### WHAT THE EXERCISE ASKS:
The answer must consist only of the lines from the line with "Ok(InsertOutcome::Inserted)" to the line with "Some(mut token) if", both included, exactly as they stand below.

(Saved entries)
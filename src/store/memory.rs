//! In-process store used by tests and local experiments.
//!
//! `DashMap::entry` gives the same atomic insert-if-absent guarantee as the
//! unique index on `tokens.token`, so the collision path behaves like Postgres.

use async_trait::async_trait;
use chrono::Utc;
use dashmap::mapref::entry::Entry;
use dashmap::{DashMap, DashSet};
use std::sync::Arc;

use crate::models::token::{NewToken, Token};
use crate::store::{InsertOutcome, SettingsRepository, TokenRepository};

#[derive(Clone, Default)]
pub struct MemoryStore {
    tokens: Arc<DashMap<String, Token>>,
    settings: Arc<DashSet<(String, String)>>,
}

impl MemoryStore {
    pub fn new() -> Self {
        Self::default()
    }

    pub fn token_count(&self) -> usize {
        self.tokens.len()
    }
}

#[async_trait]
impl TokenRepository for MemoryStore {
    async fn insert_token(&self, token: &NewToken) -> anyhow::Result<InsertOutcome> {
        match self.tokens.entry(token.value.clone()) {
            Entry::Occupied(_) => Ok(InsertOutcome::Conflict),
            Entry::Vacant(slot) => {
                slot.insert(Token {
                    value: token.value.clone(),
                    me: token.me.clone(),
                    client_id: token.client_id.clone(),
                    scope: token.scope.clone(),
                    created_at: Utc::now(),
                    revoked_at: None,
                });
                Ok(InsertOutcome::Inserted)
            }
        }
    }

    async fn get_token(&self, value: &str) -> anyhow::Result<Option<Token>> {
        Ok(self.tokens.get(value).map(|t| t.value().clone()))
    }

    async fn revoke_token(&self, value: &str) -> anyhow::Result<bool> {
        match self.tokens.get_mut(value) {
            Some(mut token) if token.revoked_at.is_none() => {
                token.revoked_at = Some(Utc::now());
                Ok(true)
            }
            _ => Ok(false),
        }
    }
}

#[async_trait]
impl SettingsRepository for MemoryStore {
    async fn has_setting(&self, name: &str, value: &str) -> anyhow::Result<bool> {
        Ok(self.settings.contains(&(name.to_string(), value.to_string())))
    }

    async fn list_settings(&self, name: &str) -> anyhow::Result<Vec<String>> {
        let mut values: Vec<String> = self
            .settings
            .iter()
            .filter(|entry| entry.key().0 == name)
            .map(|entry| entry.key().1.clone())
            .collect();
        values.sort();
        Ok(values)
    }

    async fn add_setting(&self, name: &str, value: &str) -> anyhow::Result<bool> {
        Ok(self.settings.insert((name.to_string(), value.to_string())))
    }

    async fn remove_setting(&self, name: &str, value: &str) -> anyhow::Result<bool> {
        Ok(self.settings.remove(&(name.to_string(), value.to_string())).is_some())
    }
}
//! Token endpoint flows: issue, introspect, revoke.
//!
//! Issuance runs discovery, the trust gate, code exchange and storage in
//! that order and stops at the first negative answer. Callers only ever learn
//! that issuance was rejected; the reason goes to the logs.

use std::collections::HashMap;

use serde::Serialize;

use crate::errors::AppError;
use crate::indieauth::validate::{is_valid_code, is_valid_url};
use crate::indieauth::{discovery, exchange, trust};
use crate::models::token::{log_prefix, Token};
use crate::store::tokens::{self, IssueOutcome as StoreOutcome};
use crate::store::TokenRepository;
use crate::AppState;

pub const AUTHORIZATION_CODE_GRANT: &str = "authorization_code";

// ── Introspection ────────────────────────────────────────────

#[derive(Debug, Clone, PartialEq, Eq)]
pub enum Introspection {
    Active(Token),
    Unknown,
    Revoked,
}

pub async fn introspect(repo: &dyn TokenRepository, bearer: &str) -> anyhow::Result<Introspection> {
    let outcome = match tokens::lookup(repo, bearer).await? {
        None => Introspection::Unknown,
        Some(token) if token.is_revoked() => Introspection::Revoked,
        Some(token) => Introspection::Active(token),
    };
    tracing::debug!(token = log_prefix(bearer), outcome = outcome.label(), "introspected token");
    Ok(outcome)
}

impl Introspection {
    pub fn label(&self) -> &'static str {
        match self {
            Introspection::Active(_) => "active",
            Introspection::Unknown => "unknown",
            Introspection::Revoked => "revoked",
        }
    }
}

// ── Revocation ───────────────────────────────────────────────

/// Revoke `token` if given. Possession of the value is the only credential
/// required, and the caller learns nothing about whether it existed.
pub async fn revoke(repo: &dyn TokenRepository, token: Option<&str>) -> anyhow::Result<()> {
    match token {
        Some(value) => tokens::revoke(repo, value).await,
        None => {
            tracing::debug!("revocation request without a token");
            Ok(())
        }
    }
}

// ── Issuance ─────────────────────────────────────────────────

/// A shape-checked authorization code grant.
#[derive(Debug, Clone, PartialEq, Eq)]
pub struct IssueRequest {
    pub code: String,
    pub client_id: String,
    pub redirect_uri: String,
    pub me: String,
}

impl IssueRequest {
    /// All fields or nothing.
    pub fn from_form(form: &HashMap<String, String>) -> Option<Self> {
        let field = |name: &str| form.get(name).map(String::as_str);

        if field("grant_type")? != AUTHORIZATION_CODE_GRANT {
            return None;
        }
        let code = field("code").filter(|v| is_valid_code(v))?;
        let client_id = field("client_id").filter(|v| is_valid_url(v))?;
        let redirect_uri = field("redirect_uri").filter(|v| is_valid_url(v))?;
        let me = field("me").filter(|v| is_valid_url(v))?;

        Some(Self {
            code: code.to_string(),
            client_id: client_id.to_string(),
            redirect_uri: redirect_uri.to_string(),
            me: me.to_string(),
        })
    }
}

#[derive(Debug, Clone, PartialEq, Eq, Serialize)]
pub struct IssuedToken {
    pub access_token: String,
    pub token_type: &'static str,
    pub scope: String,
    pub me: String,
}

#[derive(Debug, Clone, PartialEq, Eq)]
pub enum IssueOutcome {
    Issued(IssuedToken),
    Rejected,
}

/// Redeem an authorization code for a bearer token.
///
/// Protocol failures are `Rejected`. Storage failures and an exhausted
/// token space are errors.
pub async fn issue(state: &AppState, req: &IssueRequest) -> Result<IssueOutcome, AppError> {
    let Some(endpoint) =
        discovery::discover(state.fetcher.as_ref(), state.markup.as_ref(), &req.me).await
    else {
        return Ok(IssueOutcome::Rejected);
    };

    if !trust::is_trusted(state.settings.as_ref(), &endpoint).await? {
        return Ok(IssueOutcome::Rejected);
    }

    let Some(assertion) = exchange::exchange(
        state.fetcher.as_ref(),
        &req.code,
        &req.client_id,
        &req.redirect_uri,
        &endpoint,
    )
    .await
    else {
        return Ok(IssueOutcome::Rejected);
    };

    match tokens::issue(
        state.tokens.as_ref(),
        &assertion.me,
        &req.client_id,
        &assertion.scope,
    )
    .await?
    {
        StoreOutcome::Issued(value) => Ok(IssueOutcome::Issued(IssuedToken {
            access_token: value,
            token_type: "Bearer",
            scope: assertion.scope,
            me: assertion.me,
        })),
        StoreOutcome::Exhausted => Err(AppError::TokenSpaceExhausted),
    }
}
---
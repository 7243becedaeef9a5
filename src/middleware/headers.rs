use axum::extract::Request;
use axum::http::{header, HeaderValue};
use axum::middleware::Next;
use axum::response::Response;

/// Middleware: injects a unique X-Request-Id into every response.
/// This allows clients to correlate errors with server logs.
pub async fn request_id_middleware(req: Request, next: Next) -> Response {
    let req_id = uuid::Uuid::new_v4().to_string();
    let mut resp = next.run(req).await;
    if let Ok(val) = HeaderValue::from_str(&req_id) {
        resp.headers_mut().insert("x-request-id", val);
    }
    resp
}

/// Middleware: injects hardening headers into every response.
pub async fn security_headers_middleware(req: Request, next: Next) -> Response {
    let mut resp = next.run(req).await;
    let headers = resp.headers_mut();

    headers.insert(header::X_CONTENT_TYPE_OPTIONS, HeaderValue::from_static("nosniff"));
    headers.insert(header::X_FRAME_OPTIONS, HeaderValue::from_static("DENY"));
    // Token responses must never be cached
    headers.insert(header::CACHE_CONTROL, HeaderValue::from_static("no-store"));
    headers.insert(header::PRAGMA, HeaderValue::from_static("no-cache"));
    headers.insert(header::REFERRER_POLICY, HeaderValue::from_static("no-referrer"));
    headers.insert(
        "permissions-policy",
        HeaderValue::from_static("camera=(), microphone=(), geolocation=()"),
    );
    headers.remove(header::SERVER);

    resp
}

### WRITTEN RESPONSE:
                Ok(InsertOutcome::Inserted)
            }
        }
    }

    async fn get_token(&self, value: &str) -> anyhow::Result<Option<Token>> {
        Ok(self.tokens.get(value).map(|t| t.value().clone()))
    }

    async fn revoke_token(&self, value: &str) -> anyhow::Result<bool> {
        match self.tokens.get_mut(value) {
            Some(mut token) if token.revoked_at.is_none() => {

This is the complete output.